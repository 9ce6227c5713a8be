//! Eligibility filter: which tasks are serviceable, and the snapshot built
//! from the ones that are.

use std::collections::BTreeMap;

use serde_json::Value;

use crate::types::{AppId, Application, Instance, Snapshot, Task, WorkloadGroup};

/// Whether `task` should receive traffic.
///
/// - no bound ports: never serviceable;
/// - app declares health checks: at least one recorded result, all alive.
///   A task with no results yet is still deploying and is skipped.
pub fn is_serviceable(app: &Application, task: &Task) -> bool {
    if task.ports.is_empty() {
        return false;
    }
    if !app.declares_health_checks() {
        return true;
    }
    !task.health_check_results.is_empty() && task.health_check_results.iter().all(|hc| hc.alive)
}

/// Build the template model for one application.
///
/// Returns `None` when no task passes [`is_serviceable`], so callers never
/// see a group that is present but empty.
pub fn workload_group(app: &Application) -> Option<WorkloadGroup> {
    let instances: Vec<Instance> = app
        .tasks
        .iter()
        .filter(|task| is_serviceable(app, task))
        .map(Instance::from)
        .collect();

    if instances.is_empty() {
        return None;
    }

    Some(WorkloadGroup {
        id: AppId::flatten(&app.id),
        env: string_env(&app.env),
        labels: app.labels.clone(),
        instances,
    })
}

impl Snapshot {
    /// Build a fresh snapshot from the orchestrator's application list.
    pub fn from_applications(apps: &[Application]) -> Snapshot {
        let mut groups = BTreeMap::new();
        for app in apps {
            let Some(group) = workload_group(app) else {
                tracing::debug!(app = %app.id, "no serviceable tasks; omitted");
                continue;
            };
            if groups.contains_key(&group.id) {
                tracing::warn!(
                    app = %app.id,
                    flattened = %group.id,
                    "flattened id collides with an earlier app; replacing it",
                );
            }
            groups.insert(group.id.clone(), group);
        }
        Snapshot { groups }
    }
}

// Secret references (objects) are not renderable values.
fn string_env(env: &BTreeMap<String, Value>) -> BTreeMap<String, String> {
    env.iter()
        .filter_map(|(key, value)| value.as_str().map(|v| (key.clone(), v.to_owned())))
        .collect()
}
········
(Your task): State the number of lines in the entries above that contain the word "flattened", and nothing more.

(Answer): 2